3.           Support and Maintenance.  Merge Healthcare agrees to provide support and maintenance for the Solution and software, to the extent requested by MRI Interventions, for up to five years from the Amendment Effective Date.  To the extent it is requested by MRI Interventions, such support and maintenance shall be provided by Merge Healthcare at its then prevailing standard rates and subject to terms and conditions to be agreed to by the parties.

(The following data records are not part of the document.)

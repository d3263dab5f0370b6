//! The signed message envelope and per-code payloads.

#[cfg(test)]
#[path = "message_test.rs"]
mod message_test;

use std::fmt;
use std::sync::OnceLock;

use prost::Message as _;

use crate::converters::WireError;
use crate::primitives::{keccak256, Address, B256};
use crate::proposal::{Block, LightBlock, MissedTx, Transaction};
use crate::proto;

/// A consensus attempt for one block height: the sequence being decided and
/// the retry round within it.
#[derive(Clone, Copy, Debug, PartialEq, Eq, Hash)]
pub struct View {
    /// Attempt number within the sequence; increases on round change.
    pub round: u64,
    /// Block number being decided.
    pub sequence: u64,
}

impl View {
    /// View for `sequence` at `round`.
    pub fn new(round: u64, sequence: u64) -> Self {
        Self { round, sequence }
    }
}

// Sequence dominates; round breaks ties.
impl Ord for View {
    fn cmp(&self, other: &Self) -> std::cmp::Ordering {
        self.sequence.cmp(&other.sequence).then(self.round.cmp(&other.round))
    }
}

impl PartialOrd for View {
    fn partial_cmp(&self, other: &Self) -> Option<std::cmp::Ordering> {
        Some(self.cmp(other))
    }
}

impl fmt::Display for View {
    fn fmt(&self, f: &mut fmt::Formatter<'_>) -> fmt::Result {
        write!(f, "{{round: {}, sequence: {}}}", self.round, self.sequence)
    }
}

/// Message codes carried in the envelope.
#[derive(Clone, Copy, Debug, PartialEq, Eq, PartialOrd, Ord, Hash, strum::Display, strum::FromRepr)]
#[repr(u8)]
pub enum MsgCode {
    /// Proposer's full proposal for a view.
    Preprepare = 0x00,
    /// First-phase vote over the proposal subject.
    Prepare = 0x01,
    /// Second-phase vote, carries a committed seal.
    Commit = 0x02,
    /// Vote to abandon the current round.
    RoundChange = 0x03,
    /// Proposer's digest-only proposal.
    LightPreprepare = 0x10,
    /// Request for transaction bodies missing from a light proposal.
    GetMissedTxs = 0x11,
    /// Bodies answering a [`MsgCode::GetMissedTxs`].
    MissedTxs = 0x12,
}

impl MsgCode {
    /// Whether this code belongs to the light-proposal sub-protocol.
    pub fn is_light(&self) -> bool {
        matches!(self, MsgCode::LightPreprepare | MsgCode::GetMissedTxs | MsgCode::MissedTxs)
    }
}

/// The signed envelope every consensus message travels in.
///
/// `signature` covers the encoding of the envelope with the signature field
/// emptied (see [`Message::payload_no_sig`]); `committed_seal` is only
/// non-empty on [`MsgCode::Commit`] and signs the conclusion hash under the
/// commit domain tag ([`committed_seal_input`]). `forward_nodes` lists the
/// validators the sender could not reach directly and expects receivers to
/// forward to.
#[derive(Clone)]
pub struct Message {
    /// Payload discriminator.
    pub code: MsgCode,
    /// Encoded payload; shape depends on `code`.
    pub msg: Vec<u8>,
    /// Claimed sender; must match the signature's recovered signer.
    pub address: Address,
    /// Signature over [`Message::payload_no_sig`].
    pub signature: Vec<u8>,
    /// Seal over the conclusion hash; commits only.
    pub committed_seal: Vec<u8>,
    /// Validators still owed this message by the forwarding transport.
    pub forward_nodes: Vec<Address>,
    hash: OnceLock<B256>,
}

impl Message {
    /// An unsigned envelope for `code` wrapping an encoded payload.
    pub fn new(code: MsgCode, msg: Vec<u8>) -> Self {
        Self {
            code,
            msg,
            address: Address::ZERO,
            signature: Vec::new(),
            committed_seal: Vec::new(),
            forward_nodes: Vec::new(),
            hash: OnceLock::new(),
        }
    }

    /// The full wire encoding.
    pub fn payload(&self) -> Vec<u8> {
        proto::Msg::from(self.clone()).encode_to_vec()
    }

    /// The wire encoding with the signature and forward list emptied; this is
    /// what the sender signs and what receivers verify. `forward_nodes` is
    /// excluded because forwarders rewrite it after the original signature is
    /// made.
    pub fn payload_no_sig(&self) -> Vec<u8> {
        let mut wire = proto::Msg::from(self.clone());
        wire.signature = Vec::new();
        wire.forward_nodes = Vec::new();
        wire.encode_to_vec()
    }

    /// Decode an envelope from its wire encoding.
    pub fn decode(payload: &[u8]) -> Result<Self, WireError> {
        let wire = proto::Msg::decode(payload)?;
        Message::try_from(wire)
    }

    /// Identity of this message for gossip dedup; cached after first use.
    /// Covers everything except `forward_nodes`, so the same message keeps
    /// one identity along its whole forwarding path.
    pub fn hash(&self) -> B256 {
        *self.hash.get_or_init(|| {
            let mut wire = proto::Msg::from(self.clone());
            wire.forward_nodes = Vec::new();
            keccak256(&wire.encode_to_vec())
        })
    }
}

// The lazy hash cache is excluded from equality on purpose.
impl PartialEq for Message {
    fn eq(&self, other: &Self) -> bool {
        self.code == other.code
            && self.msg == other.msg
            && self.address == other.address
            && self.signature == other.signature
            && self.committed_seal == other.committed_seal
            && self.forward_nodes == other.forward_nodes
    }
}

impl Eq for Message {}

impl fmt::Debug for Message {
    fn fmt(&self, f: &mut fmt::Formatter<'_>) -> fmt::Result {
        f.debug_struct("Message")
            .field("code", &self.code)
            .field("address", &self.address)
            .field("len", &self.msg.len())
            .finish()
    }
}

/// Input to the committed-seal signature: the conclusion hash followed by the
/// commit message code.
pub fn committed_seal_input(conclusion_hash: B256) -> Vec<u8> {
    let mut buf = Vec::with_capacity(33);
    buf.extend_from_slice(conclusion_hash.as_bytes());
    buf.push(MsgCode::Commit as u8);
    buf
}

/// Payload of [`MsgCode::Preprepare`]: the view and the full proposal.
#[derive(Clone, Debug, PartialEq, Eq)]
pub struct Preprepare {
    /// View the proposal is for.
    pub view: View,
    /// The proposed block, bodies included.
    pub proposal: Block,
}

impl Preprepare {
    /// Encode for the wire.
    pub fn encode(&self) -> Vec<u8> {
        proto::Preprepare::from(self.clone()).encode_to_vec()
    }

    /// Decode from the wire.
    pub fn decode(payload: &[u8]) -> Result<Self, WireError> {
        Preprepare::try_from(proto::Preprepare::decode(payload)?)
    }
}

/// Payload of [`MsgCode::LightPreprepare`]: same shape as [`Preprepare`] with
/// a digest-only body.
#[derive(Clone, Debug, PartialEq, Eq)]
pub struct LightPreprepare {
    /// View the proposal is for.
    pub view: View,
    /// The proposed block, digests only.
    pub proposal: LightBlock,
}

impl LightPreprepare {
    /// Encode for the wire.
    pub fn encode(&self) -> Vec<u8> {
        proto::LightPreprepare::from(self.clone()).encode_to_vec()
    }

    /// Decode from the wire.
    pub fn decode(payload: &[u8]) -> Result<Self, WireError> {
        LightPreprepare::try_from(proto::LightPreprepare::decode(payload)?)
    }

    /// Promote to a full preprepare once the light block is complete.
    pub fn into_full(self) -> Result<Preprepare, WireError> {
        Ok(Preprepare { view: self.view, proposal: self.proposal.into_full()? })
    }
}

/// Payload of [`MsgCode::Prepare`] and [`MsgCode::Commit`], and of
/// [`MsgCode::RoundChange`] with both hashes zero.
#[derive(Clone, Copy, Debug, PartialEq, Eq)]
pub struct Subject {
    /// View the vote is cast in.
    pub view: View,
    /// Pending (pre-execution) hash of the proposal.
    pub pending: B256,
    /// Conclusion (post-execution) hash; zero before execution.
    pub digest: B256,
}

impl Subject {
    /// Encode for the wire.
    pub fn encode(&self) -> Vec<u8> {
        proto::Subject::from(*self).encode_to_vec()
    }

    /// Decode from the wire.
    pub fn decode(payload: &[u8]) -> Result<Self, WireError> {
        Subject::try_from(proto::Subject::decode(payload)?)
    }
}

/// Payload of [`MsgCode::GetMissedTxs`].
#[derive(Clone, Debug, PartialEq, Eq)]
pub struct MissedReq {
    /// View the requester is filling a light proposal for.
    pub view: View,
    /// The missing slots.
    pub missed_txs: Vec<MissedTx>,
}

impl MissedReq {
    /// Encode for the wire.
    pub fn encode(&self) -> Vec<u8> {
        proto::MissedReq::from(self.clone()).encode_to_vec()
    }

    /// Decode from the wire.
    pub fn decode(payload: &[u8]) -> Result<Self, WireError> {
        MissedReq::try_from(proto::MissedReq::decode(payload)?)
    }
}

/// Payload of [`MsgCode::MissedTxs`].
#[derive(Clone, Debug, PartialEq, Eq)]
pub struct MissedResp {
    /// View the response belongs to.
    pub view: View,
    /// The requested bodies, in request order.
    pub transactions: Vec<Transaction>,
}

impl MissedResp {
    /// Standard two-field encoding.
    pub fn encode(&self) -> Vec<u8> {
        proto::MissedResp::from(self.clone()).encode_to_vec()
    }

    /// Decode the standard form.
    pub fn decode(payload: &[u8]) -> Result<Self, WireError> {
        MissedResp::try_from(proto::MissedResp::decode(payload)?)
    }

    /// Offset encoding: the length-delimited transactions blob followed by
    /// the view. Lets a streaming decoder hand the blob off without copying.
    pub fn encode_offset(&self) -> Vec<u8> {
        let txs = proto::Transactions {
            transactions: self.transactions.iter().map(|tx| tx.payload().to_vec()).collect(),
        };
        let mut buf = txs.encode_length_delimited_to_vec();
        buf.extend_from_slice(&proto::View::from(self.view).encode_to_vec());
        buf
    }

    /// Decode the offset form; the split is found from the transactions
    /// blob's length delimiter.
    pub fn decode_offset(payload: &[u8]) -> Result<Self, WireError> {
        let mut buf = payload;
        let len = prost::encoding::decode_varint(&mut buf)?;
        let len = usize::try_from(len).map_err(|_| WireError::TruncatedPayload)?;
        if len > buf.len() {
            return Err(WireError::TruncatedPayload);
        }
        let (tx_bytes, view_bytes) = buf.split_at(len);
        if view_bytes.is_empty() {
            return Err(WireError::MissingField { field: "view" });
        }
        let txs = proto::Transactions::decode(tx_bytes)?;
        let view = View::from(proto::View::decode(view_bytes)?);
        Ok(MissedResp {
            view,
            transactions: txs.transactions.into_iter().map(Transaction::new).collect(),
        })
    }
}
//! Configuration for the PBFT engine.

use std::time::Duration;

use serde::{Deserialize, Deserializer, Serialize, Serializer};
use validator::Validate;

/// Round-change backoff base; each failed round multiplies the timeout.
const TIMEOUT_RATE: f64 = 1.3;
/// Rounds beyond this share the round-10 timeout.
const MAX_ROUND_TIMEOUT: u64 = 10;

/// Configuration for the PBFT engine.
#[derive(Debug, Deserialize, Serialize, Clone, PartialEq, Validate)]
pub struct PbftConfig {
    /// The base round-change timeout (milliseconds); grows exponentially with
    /// the round number.
    #[serde(
        deserialize_with = "deserialize_millis_to_duration",
        serialize_with = "serialize_duration_as_millis"
    )]
    pub request_timeout: Duration,
    /// The target block interval (seconds); also the tolerance for accepting
    /// proposals timestamped slightly in the future.
    #[serde(
        deserialize_with = "deserialize_seconds_to_duration",
        serialize_with = "serialize_duration_as_seconds"
    )]
    pub block_period: Duration,
    /// Whether this node speaks the light-proposal sub-protocol.
    pub light_mode: bool,
    /// Per-sender bound on buffered future messages.
    pub backlog_capacity: usize,
}

impl Default for PbftConfig {
    fn default() -> Self {
        Self {
            request_timeout: Duration::from_millis(10_000),
            block_period: Duration::from_secs(1),
            light_mode: false,
            backlog_capacity: 64,
        }
    }
}

impl PbftConfig {
    /// The round-change timeout for `round`:
    /// `request_timeout × 1.3^min(round, 10)`.
    pub fn round_change_timeout(&self, round: u64) -> Duration {
        let backoff = TIMEOUT_RATE.powi(i32::try_from(round.min(MAX_ROUND_TIMEOUT)).unwrap_or(0));
        self.request_timeout.mul_f64(backoff)
    }
}

fn deserialize_millis_to_duration<'de, D: Deserializer<'de>>(
    deserializer: D,
) -> Result<Duration, D::Error> {
    let millis = u64::deserialize(deserializer)?;
    Ok(Duration::from_millis(millis))
}

fn serialize_duration_as_millis<S: Serializer>(
    duration: &Duration,
    serializer: S,
) -> Result<S::Ok, S::Error> {
    serializer.serialize_u64(u64::try_from(duration.as_millis()).unwrap_or(u64::MAX))
}

fn deserialize_seconds_to_duration<'de, D: Deserializer<'de>>(
    deserializer: D,
) -> Result<Duration, D::Error> {
    let secs = u64::deserialize(deserializer)?;
    Ok(Duration::from_secs(secs))
}

fn serialize_duration_as_seconds<S: Serializer>(
    duration: &Duration,
    serializer: S,
) -> Result<S::Ok, S::Error> {
    serializer.serialize_u64(duration.as_secs())
}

4.           Professional Services Fees. MRI Interventions shall settle its accounts payable to Merge Healthcare for Professional Services fees outstanding as of the Amendment Effective Date in the amount of $75,000 by paying three installments of $25,000, with the first installment due and payable on July 10, 2012 and the second and third installments due and payable on August 10, 2012 and September 10, 2012 respectively.
5.           Amendment to Section 12.4.  Section 12.4 (Notices) is amended by deleting the contact information for Merge Healthcare and replacing it with the following:
[***] Indicates portions of this exhibit that have been omitted and filed separately with the Securities and Exchange Commission pursuant to a request for confidential treatment.

To Merge Healthcare
Merge Healthcare Canada Corp.
6303 Airport Road
Suite 500
Mississauga, ON
Attention:  Director of Sales Support
with a copy to
Merge Healthcare Incorporated
200 East Randolph St., Suite 2435
Chicago, Illinois  60601
Attention:  VP, Associate General Counsel
To MRI Interventions
MRI Interventions, Inc.
One Commerce Square,
Suite 2550
Memphis, TN 38103
Attention: Chief Financial Officer

6.           General.  This Amendment forms part of and is subject to the terms and conditions of the Agreement; however, the terms of this Amendment shall prevail to the extent of any conflict or inconsistency between the terms of this Amendment and the Agreement.  Except as specifically amended pursuant to the foregoing, the Agreement shall continue in full force and effect in accordance with the terms in existence as of the date of this Amendment.   After the date of this Amendment, any reference to the Agreement shall mean the Agreement as amended by this Amendment. This Amendment, together with the Agreement and the agreements referred to therein and herein, contains the entire agreement of the parties with respect to the matters herein, and may not be amended or modified except by an instrument executed in writing by all parties hereto.  The parties may execute this Amendment in one or more counterparts, each of which shall for all purposes be deemed to be an original but all of which together shall constitute one and the same Amendment.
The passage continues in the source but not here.